NEC Contracts Flashcards
531 What does NEC stand for?
New Engineering Contract?
532 What does ECC stand for?
Engineering Construction Contract
533 Give an overview of the NEC Contract?
Can be used for any engineering or construction projects. No reference to the QS. The PM assumes full responsibility, PM controls time and cost functions, updates risk register and early warning register. Is admin heavy. Programme is a contract document. Requirement for parties to give early warnings.
534 What are some of the preceded advantages of using the NEC contract?
Based on mutual trust and cooperation Encourages you to deal with problems up front. Promotes good project management. Is written in clear and concise language
535 What are the 6 main options?
Option A – Lump sum contract with activity schedule
Option B – Lump sum contract with BOQ (measurable)
Option C – Target cost contract with activity schedule
Option D – Target cost contract with BOQ (measurable)
Option E – Cost reimbursable contact (or cost plus fee)
Option F - Management contract
Main Options
536 Provide an overview of Option A
This is a lump sum contract priced using an activity schedule. The contractor will only be paid for the works when he has completed the activity 100% and it is defect free. The activity schedule can be amended by consent of the PM. The activities can be broken down and spread out, as long it this does not change the overall cost of the project. Compensation events will change the contract sum. The project is usually well defined at tender stage. Suitable for traditional & design and build. Risk of cost sits with the contractor (in theory). Good cost certainty for the Client.
537 Provide an overview of Option B
Similar to Option A in that it a lump sum contract, however this is priced through a bill of quantities and is remeasurable. As a result of the remeasure more of the risk sits with the Client. Basically the contract is paid for the amount of work they have done based on the rate inserted into the BoQ. Unless the change in quantity is significantly more or less than priced then the contractor can have the rate recalculated and applied to the work done. Contract is entitled to be paid for work down and not upon completion like option A
538 Overview of Option C
This is a target cost contract. A target cost for the works is agreed at the start of the project which is made up for the contractors estimate of defined cost plus fee. The contractor is paid defined cost as he works his way through. This contract has a pain/gain share mechanism which incentivises both parties to try and minimise the cost of contraction in the hopes of sharing in the financial gains. The target moves with compensation events.
539 Overview of Option D
This is also a target cost contract but with a Bill of Quantities. This works in a similar way to Option C but with an BoQ as the pricing document.
540 Overview of Option E
This is a cost reimbursable contract where the contractor is paid the cost incurred while delivering the scope plus his fee. This option gives little cost certainty as the final cost is not known till near the end. However, it is useful for when the scope of works is not well defined, like carrying out emergency repairs to assets. The Client takes the financial risk.
541 Overview of Option F
Cost reimbursable management contract. The works are designed and constructed by multiple subcontractors who are contracted to the management contractor. The contractor is paid the amount that they pay the subcontracts plus their own management fee for managing the works. The financial risk rests with the Client.

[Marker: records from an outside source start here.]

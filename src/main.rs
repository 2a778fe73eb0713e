//! # Sentiment Dashboard CLI (`sdash`)
//!
//! Resolves reporting periods, pulls call-summary records from Salesforce,
//! and prints or charts the sentiment breakdown.
//!
//! ## Usage
//!
//! ```bash
//! sdash --config ./config/sdash.toml <command>
//! ```
//!
//! ## Commands
//!
//! | Command | Description |
//! |---------|-------------|
//! | `sdash period` | Print the resolved interval for a period |
//! | `sdash report` | Fetch one period and print / chart the breakdown |
//! | `sdash shell` | Interactive session that re-fetches only when needed |
//! | `sdash demo` | Run a report against built-in sample data |
//! | `sdash charts` | List chart types |
//! | `sdash status` | Check configuration and credentials |
//! | `sdash completions <shell>` | Print a shell completion script |
//!
//! ## Examples
//!
//! ```bash
//! # This quarter, as a pie chart in a standalone HTML page
//! sdash report --period quarter --chart pie --output quarter.html
//!
//! # A custom range, negatives and neutrals only
//! sdash report --start 2024-01-01 --end 2024-03-15 --sentiment negative,neutral
//!
//! # Where does "this week" start and end right now?
//! sdash period --period week
//! ```

use std::io::Write;
use std::path::PathBuf;

use anyhow::{bail, Result};
use chrono::{DateTime, NaiveDate, Utc};
use clap::{ArgAction, Args, CommandFactory, Parser, Subcommand};
use tracing_subscriber::EnvFilter;

use sentiment_dash::chart::{ChartKind, ChartRegistry};
use sentiment_dash::config::{self, Config};
use sentiment_dash::report::{self, OutputFormat, ReportOptions};
use sentiment_dash::salesforce::SalesforceSource;
use sentiment_dash::shell::{self, Dashboard};
use sentiment_dash::status;
use sentiment_dash_core::aggregate::SentimentFilter;
use sentiment_dash_core::models::Sentiment;
use sentiment_dash_core::period::{resolve, PeriodSelector};
use sentiment_dash_core::source::memory::InMemorySource;
use sentiment_dash_core::source::RecordSource;

/// Sentiment Dashboard CLI — call-sentiment reporting over Salesforce data.
///
/// All commands accept a `--config` flag pointing to a TOML configuration
/// file. A missing file means built-in defaults.
#[derive(Parser)]
#[command(
    name = "sdash",
    about = "Sentiment Dashboard — resolve a reporting period, pull CRM records, aggregate and chart them",
    version,
    long_about = "Sentiment Dashboard authenticates against Salesforce, pulls call-summary records \
    for a reporting period (this week, month, quarter, a rolling window, or a custom range) in a \
    fixed reporting timezone, aggregates them by call sentiment, and renders the breakdown as a \
    table or one of eleven Plotly chart types."
)]
struct Cli {
    /// Path to configuration file (TOML).
    #[arg(long, global = true, default_value = "./config/sdash.toml")]
    config: PathBuf,

    /// Increase log verbosity (-v info, -vv debug). `RUST_LOG` overrides.
    #[arg(short, long, global = true, action = ArgAction::Count)]
    verbose: u8,

    #[command(subcommand)]
    command: Commands,
}

#[derive(Subcommand)]
enum Commands {
    /// Print the interval a period resolves to. No network access.
    Period {
        #[command(flatten)]
        period: PeriodArgs,
    },

    /// Fetch one period from Salesforce and print the breakdown.
    ///
    /// Prints the sentiment table to stdout. With `--format json|html` (or an
    /// `--output` ending in `.json`/`.html`) the selected chart is written too.
    Report {
        #[command(flatten)]
        report: ReportArgs,
    },

    /// Interactive session over stdin.
    ///
    /// Keeps one session for the whole run: selecting the period that is
    /// already loaded does not query Salesforce again. Type `help` inside.
    Shell {
        /// Initial period.
        #[arg(long)]
        period: Option<PeriodSelector>,

        /// Initial chart type.
        #[arg(long)]
        chart: Option<ChartKind>,

        /// Use built-in sample data instead of Salesforce.
        #[arg(long)]
        demo: bool,
    },

    /// Run a report against built-in sample data.
    Demo {
        #[command(flatten)]
        report: ReportArgs,
    },

    /// List available chart types.
    Charts,

    /// Show configuration and whether credentials are set.
    Status,

    /// Print a shell completion script.
    Completions {
        shell: clap_complete::Shell,
    },
}

#[derive(Args, Clone)]
struct PeriodArgs {
    /// Reporting period: week, month, quarter, last-7-days, last-30-days,
    /// last-90-days, last-3-years, or custom:YYYY-MM-DD..YYYY-MM-DD.
    #[arg(long)]
    period: Option<PeriodSelector>,

    /// Custom range start (YYYY-MM-DD). Requires `--end`.
    #[arg(long, requires = "end", conflicts_with = "period")]
    start: Option<NaiveDate>,

    /// Custom range end (YYYY-MM-DD), inclusive. Requires `--start`.
    #[arg(long, requires = "start")]
    end: Option<NaiveDate>,

    /// Resolve relative to this instant (RFC 3339) instead of now.
    #[arg(long)]
    at: Option<DateTime<Utc>>,
}

impl PeriodArgs {
    fn selector(&self, cfg: &Config) -> Result<PeriodSelector> {
        match (self.period, self.start, self.end) {
            (Some(p), _, _) => Ok(p),
            (None, Some(start), Some(end)) => Ok(PeriodSelector::custom(start, end)?),
            (None, None, None) => cfg.default_period(),
            _ => bail!("--start and --end must be given together"),
        }
    }

    fn now(&self) -> DateTime<Utc> {
        self.at.unwrap_or_else(Utc::now)
    }
}

#[derive(Args, Clone)]
struct ReportArgs {
    #[command(flatten)]
    period: PeriodArgs,

    /// Chart type (see `sdash charts`).
    #[arg(long)]
    chart: Option<ChartKind>,

    /// Only include these sentiments (comma-separated).
    #[arg(long, value_delimiter = ',')]
    sentiment: Vec<Sentiment>,

    /// Output format: table, json, or html. Inferred from `--output` if omitted.
    #[arg(long)]
    format: Option<OutputFormat>,

    /// Write the chart to this file instead of stdout.
    #[arg(long)]
    output: Option<PathBuf>,
}

impl ReportArgs {
    fn options(&self, cfg: &Config) -> Result<ReportOptions> {
        let format = match (self.format, &self.output) {
            (Some(f), _) => f,
            (None, Some(path)) => OutputFormat::from_path(path).unwrap_or(OutputFormat::Html),
            (None, None) => OutputFormat::Table,
        };
        Ok(ReportOptions {
            selector: self.period.selector(cfg)?,
            chart: match self.chart {
                Some(c) => c,
                None => cfg.default_chart()?,
            },
            filter: SentimentFilter::only(self.sentiment.iter().copied()),
            format,
            output: self.output.clone(),
        })
    }
}

fn init_tracing(verbose: u8) {
    let default = match verbose {
        0 => "warn",
        1 => "info",
        _ => "debug",
    };
    let filter = EnvFilter::try_from_default_env().unwrap_or_else(|_| EnvFilter::new(default));
    tracing_subscriber::fmt()
        .with_env_filter(filter)
        .with_writer(std::io::stderr)
        .with_target(false)
        .init();
}

#[tokio::main]
async fn main() -> anyhow::Result<()> {
    let cli = Cli::parse();
    init_tracing(cli.verbose);

    // Commands that don't need config
    match &cli.command {
        Commands::Completions { shell } => {
            let mut cmd = Cli::command();
            clap_complete::generate(*shell, &mut cmd, "sdash", &mut std::io::stdout());
            return Ok(());
        }
        Commands::Charts => {
            for kind in ChartRegistry::builtin().kinds() {
                println!("{:<12} {}", kind.slug(), kind.title());
            }
            return Ok(());
        }
        _ => {}
    }

    let cfg = if cli.config.exists() {
        config::load_config(&cli.config)?
    } else {
        tracing::info!(path = %cli.config.display(), "config file not found; using defaults");
        Config::minimal()
    };
    let tz = cfg.timezone()?;

    match cli.command {
        Commands::Period { period } => {
            let selector = period.selector(&cfg)?;
            let resolved = resolve(&selector, period.now(), tz)?;
            report::print_period(&selector, &resolved);
        }
        Commands::Report { report } => {
            let opts = report.options(&cfg)?;
            let source = SalesforceSource::new(&cfg.salesforce)?;
            report::run_report(&source, tz, &opts, report.period.now()).await?;
        }
        Commands::Demo { report } => {
            let opts = report.options(&cfg)?;
            let now = report.period.now();
            let source = InMemorySource::new(report::demo_rows(now));
            report::run_report(&source, tz, &opts, now).await?;
        }
        Commands::Shell {
            period,
            chart,
            demo,
        } => {
            let selector = match period {
                Some(p) => p,
                None => cfg.default_period()?,
            };
            let chart = match chart {
                Some(c) => c,
                None => cfg.default_chart()?,
            };
            let source: Box<dyn RecordSource> = if demo {
                Box::new(InMemorySource::new(report::demo_rows(Utc::now())))
            } else {
                Box::new(SalesforceSource::new(&cfg.salesforce)?)
            };

            let mut dashboard = Dashboard::new(tz, selector, chart);
            let prompt = atty::is(atty::Stream::Stdin);
            let stdin = std::io::stdin();
            let mut stdout = std::io::stdout();
            shell::run_shell(
                &mut dashboard,
                source.as_ref(),
                stdin.lock(),
                &mut stdout,
                prompt,
                Utc::now,
            )
            .await?;
            stdout.flush()?;
        }
        Commands::Status => {
            status::print_status(&cfg)?;
        }
        Commands::Completions { .. } | Commands::Charts => {
            // Handled above (before config loading)
            unreachable!()
        }
    }

    Ok(())
}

542 Which NEC ECC main options carries the least amount for risk for the Client?
Option A. As this is a lump sum contract the contract sum is fix (unless altered by a CE) which gives the most cost certainty)
543 Which NEC ECC main options carries the most amount for risk for the Client?
Options E as this is a cost plus contract. It offers poor cost certainty usually because the design or scope is not well enough advanced at tender stage.
544 What are the secondary options under NEC?
W1 and W2 both dispute resolution clauses
X clauses for retention, limitation of liability, KPI, delay damages, Inflation, change in the law, Parent company guarantee, performance bond, advanced payment.
YUK 2 & 3 which deal with UK national legalisation like project bank account, the Housing Grants Construction and Regeneration Act 1996 and Contract rights of third parties act 1999
Z clauses which are bespoke clauses which are inserted by the Client. This can either amend the existing contract clauses or insert wholly new clauses into the contract. Sometimes used to amend, delete or introduce new compensation events
546 What problems can arise when drafting new Z clauses?
As this changes or introduces a new clause into the contract this can change how the contract works legally. It may, in more simple cases give rise to an ambiguity in the contract which will have to be addressed through a compensation event or in the worst case could render the contract legally unenforceable.
STOCK – Poorly drafted Z clauses may not work effectively with core or option clauses. Z clauses should only be drafted by those who have a good knowledge of the NEC and who understand the intention of both parties.